Stored data

=-=-=-=-=

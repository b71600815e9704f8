// Author: Dustin Pilgrim
// License: MIT

use std::io;

use tokio::signal::unix::{SignalKind, signal};

use crate::cli::Args;
use crate::config::DwellConfig;
use crate::daemon::Daemon;
use crate::{derror, dinfo};

type AnyError = Box<dyn std::error::Error + Send + Sync>;

pub async fn run(args: Args) -> Result<(), AnyError> {
    // single-instance
    let _instance_lock = crate::app::platform::acquire_single_instance_lock().map_err(|e| {
        eprintln!("dwell: {e}");
        io::Error::new(io::ErrorKind::AlreadyExists, e)
    })?;

    crate::log::set_verbose(args.verbose);
    crate::app::platform::init_file_logging();

    dinfo!("Daemon", "dwell starting");

    let loaded = crate::config::load(args.config.as_deref()).map_err(|e| {
        derror!("Config", "{:#}", e);
        io::Error::new(io::ErrorKind::InvalidData, format!("{e:#}"))
    })?;

    if let Some(path) = &loaded.path {
        dinfo!("Config", "using {}", path.display());
    }

    let cfg = apply_overrides(loaded.cfg, &args);
    dinfo!("Daemon", "time log: {}", cfg.log_path.display());

    // shutdown
    let (shutdown_tx, shutdown_rx) = tokio::sync::watch::channel(false);

    let mut daemon = Daemon::new(cfg);

    let mut daemon_task = tokio::spawn({
        let shutdown_tx = shutdown_tx.clone();
        async move { daemon.run(shutdown_rx, shutdown_tx).await }
    });

    let mut sigterm = signal(SignalKind::terminate())?;

    tokio::select! {
        res = &mut daemon_task => {
            return match res {
                Ok(r) => r,
                Err(join_err) => Err(Box::new(join_err) as AnyError),
            };
        }

        _ = tokio::signal::ctrl_c() => {
            dinfo!("Daemon", "received Ctrl+C, shutting down");
        }

        _ = sigterm.recv() => {
            dinfo!("Daemon", "received SIGTERM, shutting down");
        }
    }

    let _ = shutdown_tx.send(true);

    match daemon_task.await {
        Ok(r) => r,
        Err(join_err) => Err(Box::new(join_err)),
    }
}

/// CLI flags win over the config file; `--root` adds to the configured roots.
fn apply_overrides(mut cfg: DwellConfig, args: &Args) -> DwellConfig {
    if let Some(label) = args.workspace.as_deref().map(str::trim) {
        cfg.workspace = (!label.is_empty()).then(|| label.to_string());
    }

    for root in &args.roots {
        let root = std::path::absolute(root).unwrap_or_else(|_| root.clone());
        if !cfg.roots.contains(&root) {
            cfg.roots.push(root);
        }
    }

    cfg
}

#[cfg(test)]
mod tests {
    use super::*;
    use clap::Parser;
    use std::path::PathBuf;

    #[test]
    fn cli_overrides_config() {
        let cfg = DwellConfig {
            workspace: Some("from-file".into()),
            roots: vec![PathBuf::from("/a")],
            ..DwellConfig::default()
        };
        let args = Args::parse_from(["dwell", "-w", "from-cli", "--root", "/a", "--root", "/b"]);

        let cfg = apply_overrides(cfg, &args);
        assert_eq!(cfg.workspace.as_deref(), Some("from-cli"));
        assert_eq!(cfg.roots, vec![PathBuf::from("/a"), PathBuf::from("/b")]);
    }

    #[test]
    fn no_flags_keep_config() {
        let cfg = DwellConfig {
            workspace: Some("ws".into()),
            ..DwellConfig::default()
        };
        let args = Args::parse_from(["dwell"]);

        assert_eq!(apply_overrides(cfg.clone(), &args), cfg);
    }
}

=-=-=-=-=

> [What the task asks]
Repeat the records above exactly.

> [Written answer]
repository b71600815e9704f8
// Author: Dustin Pilgrim
// License: MIT

use std::io;

use tokio::signal::unix::{SignalKind, signal};

use crate::cli::Args;
use crate::config::DwellConfig;
use crate::daemon::Daemon;
use crate::{derror, dinfo};

type AnyError = Box<dyn std::error::Error + Send + Sync>;

pub async fn run(args: Args) -> Result<(), AnyError> {
    // single-instance
    let _instance_lock = crate::app::platform::acquire_single_instance_lock().map_err(|e| {
        eprintln!("dwell: {e}");
        io::Error::new(io::ErrorKind::AlreadyExists, e)
    })?;

    crate::log::set_verbose(args.verbose);
    crate::app::platform::init_file_logging();

    dinfo!("Daemon", "dwell starting");

    let loaded = crate::config::load(args.config.as_deref()).map_err(|e| {
        derror!("Config", "{:#}", e);
        io::Error::new(io::ErrorKind::InvalidData, format!("{e:#}"))
    })?;

    if let Some(path) = &loaded.path {
        dinfo!("Config", "using {}", path.display());
    }

    let cfg = apply_overrides(loaded.cfg, &args);
    dinfo!("Daemon", "time log: {}", cfg.log_path.display());

    // shutdown
    let (shutdown_tx, shutdown_rx) = tokio::sync::watch::channel(false);

    let mut daemon = Daemon::new(cfg);

    let mut daemon_task = tokio::spawn({
        let shutdown_tx = shutdown_tx.clone();
        async move { daemon.run(shutdown_rx, shutdown_tx).await }
    });

    let mut sigterm = signal(SignalKind::terminate())?;

    tokio::select! {
        res = &mut daemon_task => {
            return match res {
                Ok(r) => r,
                Err(join_err) => Err(Box::new(join_err) as AnyError),
            };
        }

        _ = tokio::signal::ctrl_c() => {
            dinfo!("Daemon", "received Ctrl+C, shutting down");
        }

        _ = sigterm.recv() => {
            dinfo!("Daemon", "received SIGTERM, shutting down");
        }
    }

    let _ = shutdown_tx.send(true);

    match daemon_task.await {
        Ok(r) => r,
        Err(join_err) => Err(Box::new(join_err)),
    }
}

/// CLI flags win over the config file; `--root` adds to the configured roots.
fn apply_overrides(mut cfg: DwellConfig, args: &Args) -> DwellConfig {
    if let Some(label) = args.workspace.as_deref().map(str::trim) {
        cfg.workspace = (!label.is_empty()).then(|| label.to_string());
    }

    for root in &args.roots {
        let root = std::path::absolute(root).unwrap_or_else(|_| root.clone());
        if !cfg.roots.contains(&root) {
            cfg.roots.push(root);
        }
    }

    cfg
}

#[cfg(test)]
mod tests {
    use super::*;
    use clap::Parser;
    use std::path::PathBuf;

    #[test]
    fn cli_overrides_config() {
        let cfg = DwellConfig {
            workspace: Some("from-file".into()),
            roots: vec![PathBuf::from("/a")],
            ..DwellConfig::default()
        };
        let args = Args::parse_from(["dwell", "-w", "from-cli", "--root", "/a", "--root", "/b"]);

        let cfg = apply_overrides(cfg, &args);
        assert_eq!(cfg.workspace.as_deref(), Some("from-cli"));
        assert_eq!(cfg.roots, vec![PathBuf::from("/a"), PathBuf::from("/b")]);
    }

    #[test]
    fn no_flags_keep_config() {
        let cfg = DwellConfig {
            workspace: Some("ws".into()),
            ..DwellConfig::default()
        };
        let args = Args::parse_from(["dwell"]);

        assert_eq!(apply_overrides(cfg.clone(), &args), cfg);
    }
}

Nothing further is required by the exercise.